OKLAHOMA CITY - Kevin Lowe has a new master plan for taking the Edmonton Oilers back to the proud days of the franchise's past.
It starts with the No. 1 pick in next month's draft, earned by having the NHL's worst record this season, and also includes an increased emphasis on developing players through the minor leagues while spending less on free agents.
Lowe, the Oilers' president of hockey operations, laid out the plan Wednesday as he visited Oklahoma City to unveil the new identity of the franchise's American Hockey League affiliate. The team, which will replace an affiliate in Massachusetts, will be known as the Barons.
"We've got to get back to what we did for a lot of years," said Lowe, who was promoted in 2008 after eight seasons as general manager. "We've got to get back to our basic principles of drafting and development, get out of the free agent business."
Edmonton made a surprising run to the Stanley Cup finals in 2006 as the eighth seed in the Western Conference, but has missed the playoffs each year since—bottoming out by going 27-47-8 this season.
"It's a best-case scenario in a difficult time, and that's the way the system of sports is designed, right? When you have that kind of year, at the end of the day you get rewarded with the best player," said Lowe, who won five Stanley Cups as an Oilers player from 1984-90.
"We've found over the last decade that, except for the last couple years, we've been a competitive team but there wasn't really a year where we were considered a contender at the start of the year."
Going through the worst of seasons made Lowe and the Oilers realize how much they needed to change. A string of injuries, including to goalie Nikolai Khabibulin—the team's big free-agent acquisition last off-season—and to right-wing Ales Hemsky, forced the issue after what Lowe called "a couple of troubling years."
"It just seems to be in recent NHL history that the only way you become a contender is you have to go to the back of the bus for a while and regroup," Lowe said. "We had a pile of injuries this year to key players and in some respects—having been at this for 10 years now—it's a blessing in disguise.
"It's almost like something hit us in the side of the head and said, 'OK, if you guys can't figure this out yourself, then we're going to do it for you.'"
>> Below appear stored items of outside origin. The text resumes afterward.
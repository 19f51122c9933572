pub mod coordinate_normalizer;
pub mod pipeline;
pub mod radius_filler;
pub mod record_projection;
pub mod row_sanitizer;
pub mod schema_mapper;

pub use coordinate_normalizer::{CoordinateNormalizer, NormalizedCoordinates};
pub use pipeline::{PipelineOutput, PipelineReport, Source, StationPipeline};
pub use radius_filler::{fill_radius, parse_radius, RadiusFill};
pub use record_projection::{
    map_markers, overlay_markers, project_records, submission_records, MapMarker, OverlayMarker,
};
pub use row_sanitizer::eliminate_empty_rows;
pub use schema_mapper::SchemaMapper;
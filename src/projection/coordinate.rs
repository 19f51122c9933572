use crate::models::GeoPoint;

/// A coordinate in traditional GIS axis order: `x` is easting or longitude,
/// `y` is northing or latitude
#[derive(Debug, Clone, Copy, PartialEq)]
pub struct Coordinate {
    pub x: f64,
    pub y: f64,
}

impl Coordinate {
    pub fn new(x: f64, y: f64) -> Self {
        Self { x, y }
    }

    /// Planar SWEREF99 TM coordinate from its northing and easting
    pub fn from_northing_easting(northing: f64, easting: f64) -> Self {
        Self::new(easting, northing)
    }

    /// Geographic coordinate from longitude/latitude in degrees
    pub fn from_lonlat(lon: f64, lat: f64) -> Self {
        Self::new(lon, lat)
    }
}

impl From<Coordinate> for GeoPoint {
    fn from(coord: Coordinate) -> Self {
        GeoPoint::new(coord.y, coord.x)
    }
}

impl From<GeoPoint> for Coordinate {
    fn from(point: GeoPoint) -> Self {
        Coordinate::from_lonlat(point.lon, point.lat)
    }
}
Lowe said the Oilers had a new plan for success, to a certain degree modeled after the Chicago Blackhawks' ability to build around draft picks Jonathan Toews and Patrick Kane. He also plans to hire a general manager based out of Oklahoma City—the franchise's top minor-league affiliate—who would be in charge of scouting out players other franchises might have missed.
"We've got to draft and develop here, more focus on resources spent toward development that will ultimately filter up to our team in Edmonton," Lowe said. "To me, that's the formula of success. So, that bodes well for Oklahoma City here. We're definitely going to focus on spending more money on the development side of things."
The Barons will begin playing at an upgraded Cox Convention Center in October after a full year without minor-league hockey in Oklahoma City. The Blazers of the Central Hockey League folded last year.
"I think they're going to see a lot of that fast-paced play," said Bob Funk Jr., the owner of Prodigal LLC, which operates the Barons. "It's not the brawling type of teams that you had in the past. They're hockey professionals. These are guys that want to get to the NHL."
Lowe said the placement of the AHL affiliate in Oklahoma City "couldn't have come at a better time," as Edmonton goes through a rebuilding mode energized by the first selection in the June 25 draft.
"Getting the first overall pick is not the end all, be all. But we also have some good recent selections, guys that standing on their own merits are going to be good hockey players," Lowe said.
"If we were just relying on the first overall pick to sort of drag us out of the ashes, that's not going to happen."